In Restoration England, in the French modelled, Lullist influenced works of Henry Purcell, William Croft, Jeremiah Clarke and their contemporaries, the short–long slurred pairs of notes inégales can be found throughout the musical literature, and often variant sources "write out" the short–long "snapped" notes inégales rhythms explicitly.

===Imitation of the French style outside France===

One of the best sources for understanding the situation of notes inégales in France is the notation of music by composers from other European countries who wrote imitations of it. Music from Italy, Germany and England all borrowed this feature of French music, with the difference that the inequality of note values was often notated, since not all performers could be expected to add the notes inégales themselves (though evidence from Georg Muffat and Telemann strongly suggests that German performers would certainly be familiar with them).

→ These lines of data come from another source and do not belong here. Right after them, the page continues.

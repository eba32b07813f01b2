//! Durable embedding storage.
//!
//! A thread-safe wrapper around rusqlite holding one row per corpus image:
//! the embedding vector, the content fingerprint it was computed from, and
//! the model that produced it. Survives process restarts.

use std::collections::HashMap;
use std::path::Path;
use std::sync::Arc;

use chrono::{DateTime, Utc};
use rusqlite::{params, Connection, OptionalExtension};
use thiserror::Error;
use tokio::sync::Mutex;

use crate::corpus::CorpusError;
use crate::provider::{Embedding, ProviderError};

/// Errors that can occur during cache operations.
#[derive(Debug, Error)]
pub enum CacheError {
    #[error("SQLite error: {0}")]
    Sqlite(#[from] rusqlite::Error),

    #[error("IO error: {0}")]
    Io(#[from] std::io::Error),

    #[error("embedding failed: {0}")]
    Provider(#[from] ProviderError),

    #[error("corpus error: {0}")]
    Corpus(#[from] CorpusError),

    #[error("cache generation already running")]
    Busy,

    #[error("cache generation cancelled")]
    Cancelled,

    #[error("task failed: {0}")]
    Task(String),
}

/// Result type for cache operations.
pub type Result<T> = std::result::Result<T, CacheError>;

/// One cached embedding with its staleness metadata.
#[derive(Debug, Clone)]
pub struct CacheEntry {
    /// Image identifier within the corpus.
    pub image_id: String,
    /// The cached embedding vector.
    pub embedding: Embedding,
    /// Content fingerprint of the source image at embedding time.
    pub fingerprint: String,
    /// Model that produced the embedding.
    pub model_id: String,
    /// When the entry was last written.
    pub updated_at: DateTime<Utc>,
}

/// SQLite-backed store for cache entries.
///
/// Uses a Mutex so only one operation touches the connection at a time;
/// all work runs on blocking threads to stay off the async runtime.
#[derive(Clone)]
pub struct CacheStore {
    conn: Arc<Mutex<Connection>>,
}

const SCHEMA: &str = "
CREATE TABLE IF NOT EXISTS entries (
    image_id    TEXT PRIMARY KEY,
    vector      BLOB NOT NULL,
    fingerprint TEXT NOT NULL,
    model_id    TEXT NOT NULL,
    updated_at  TEXT NOT NULL
);
";

impl CacheStore {
    /// Opens the store at the given path, creating it if necessary.
    pub async fn open(path: impl AsRef<Path>) -> Result<Self> {
        let path = path.as_ref().to_path_buf();
        if let Some(parent) = path.parent() {
            tokio::fs::create_dir_all(parent).await?;
        }

        let conn = tokio::task::spawn_blocking(move || -> Result<Connection> {
            let conn = Connection::open(&path)?;
            conn.execute_batch("PRAGMA journal_mode = WAL;")?;
            conn.execute_batch(SCHEMA)?;
            Ok(conn)
        })
        .await
        .map_err(|e| CacheError::Task(e.to_string()))??;

        Ok(Self {
            conn: Arc::new(Mutex::new(conn)),
        })
    }

    /// Opens an in-memory store for testing.
    pub async fn open_in_memory() -> Result<Self> {
        let conn = tokio::task::spawn_blocking(|| -> Result<Connection> {
            let conn = Connection::open_in_memory()?;
            conn.execute_batch(SCHEMA)?;
            Ok(conn)
        })
        .await
        .map_err(|e| CacheError::Task(e.to_string()))??;

        Ok(Self {
            conn: Arc::new(Mutex::new(conn)),
        })
    }

    async fn with_conn<T, F>(&self, f: F) -> Result<T>
    where
        F: FnOnce(&Connection) -> rusqlite::Result<T> + Send + 'static,
        T: Send + 'static,
    {
        let conn = self.conn.clone();
        tokio::task::spawn_blocking(move || {
            let conn = conn.blocking_lock();
            f(&conn)
        })
        .await
        .map_err(|e| CacheError::Task(e.to_string()))?
        .map_err(CacheError::from)
    }

    /// Inserts or overwrites the entry for its image id.
    pub async fn upsert(&self, entry: CacheEntry) -> Result<()> {
        self.with_conn(move |conn| {
            conn.execute(
                "INSERT INTO entries (image_id, vector, fingerprint, model_id, updated_at)
                 VALUES (?1, ?2, ?3, ?4, ?5)
                 ON CONFLICT(image_id) DO UPDATE SET
                     vector = excluded.vector,
                     fingerprint = excluded.fingerprint,
                     model_id = excluded.model_id,
                     updated_at = excluded.updated_at",
                params![
                    entry.image_id,
                    encode_vector(entry.embedding.values()),
                    entry.fingerprint,
                    entry.model_id,
                    entry.updated_at.to_rfc3339(),
                ],
            )?;
            Ok(())
        })
        .await
    }

    /// Fetches the entry for an image id, if present.
    pub async fn get(&self, image_id: &str) -> Result<Option<CacheEntry>> {
        let image_id = image_id.to_string();
        self.with_conn(move |conn| {
            conn.query_row(
                "SELECT image_id, vector, fingerprint, model_id, updated_at
                 FROM entries WHERE image_id = ?1",
                params![image_id],
                row_to_entry,
            )
            .optional()
        })
        .await
    }

    /// Fetches every entry.
    pub async fn all(&self) -> Result<Vec<CacheEntry>> {
        self.with_conn(|conn| {
            let mut stmt = conn.prepare(
                "SELECT image_id, vector, fingerprint, model_id, updated_at FROM entries",
            )?;
            let rows = stmt.query_map([], row_to_entry)?;
            rows.collect()
        })
        .await
    }

    /// Maps image id to stored fingerprint for every entry.
    pub async fn fingerprints(&self) -> Result<HashMap<String, String>> {
        self.with_conn(|conn| {
            let mut stmt = conn.prepare("SELECT image_id, fingerprint FROM entries")?;
            let rows = stmt.query_map([], |row| Ok((row.get(0)?, row.get(1)?)))?;
            rows.collect()
        })
        .await
    }

    /// Removes the entry for an image id.
    pub async fn remove(&self, image_id: &str) -> Result<()> {
        let image_id = image_id.to_string();
        self.with_conn(move |conn| {
            conn.execute("DELETE FROM entries WHERE image_id = ?1", params![image_id])?;
            Ok(())
        })
        .await
    }

    /// Number of stored entries.
    pub async fn len(&self) -> Result<usize> {
        self.with_conn(|conn| {
            conn.query_row("SELECT COUNT(*) FROM entries", [], |row| row.get::<_, i64>(0))
        })
        .await
        .map(|n| n as usize)
    }

    /// Whether the store holds no entries.
    pub async fn is_empty(&self) -> Result<bool> {
        Ok(self.len().await? == 0)
    }
}

fn row_to_entry(row: &rusqlite::Row<'_>) -> rusqlite::Result<CacheEntry> {
    let vector: Vec<u8> = row.get(1)?;
    let updated_at: String = row.get(4)?;
    Ok(CacheEntry {
        image_id: row.get(0)?,
        embedding: Embedding::new(decode_vector(&vector)),
        fingerprint: row.get(2)?,
        model_id: row.get(3)?,
        updated_at: DateTime::parse_from_rfc3339(&updated_at)
            .map(|dt| dt.with_timezone(&Utc))
            .unwrap_or_else(|_| Utc::now()),
    })
}

/// Packs f32 components as little-endian bytes.
fn encode_vector(values: &[f32]) -> Vec<u8> {
    let mut bytes = Vec::with_capacity(values.len() * 4);
    for v in values {
        bytes.extend_from_slice(&v.to_le_bytes());
    }
    bytes
}

fn decode_vector(bytes: &[u8]) -> Vec<f32> {
    bytes
        .chunks_exact(4)
        .map(|chunk| f32::from_le_bytes([chunk[0], chunk[1], chunk[2], chunk[3]]))
        .collect()
}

===Prevalence outside France===

Application of notes inégales to contemporary performance of music not written in France, for example the music of J.S. Bach, is extremely controversial, and indeed resulted in one of the most heated debates in 20th-century musicology. One school of thought attempted to show that the French practice was actually widespread in Europe, and performance of music by composers as diverse as Bach and Scarlatti should be suffused with dotted rhythms; another school of thought held that even-note playing was the norm in their music unless dotted rhythms were explicitly notated in the score. Evidence on both sides of the argument is compelling; for example 17th-century English writings recommending unequal playing (Roger North's autobiographical Notes of Me, written around 1695, describes the practice explicitly, in reference to English lute music), as well as François Couperin, who wrote in L'art de toucher le clavecin (1716), that in Italian music, Italians always write the notes exactly the way they want them played. Then again, the practice may have been more widespread in some areas, such as England, than others, such as Italy and Germany.

J.S. Bach famously imitated the style in Contrapunctus II from the Art of Fugue; however, in this piece the notes inégales are written out as dotted rhythms.

But in Contrapunctus VI, fully embracing notes inégales, a composition written in the complex texture of the "Ouverture", in Stile francese, Bach uses "the dotted style" in augmentation, and writes out the notes inégales although many treatises describe the assimilation of upbeat notes to have the slower rhythms become "in sync" with the shorter notes of the fast upbeat note groups, as well as the "short" notes of the inégales pairs.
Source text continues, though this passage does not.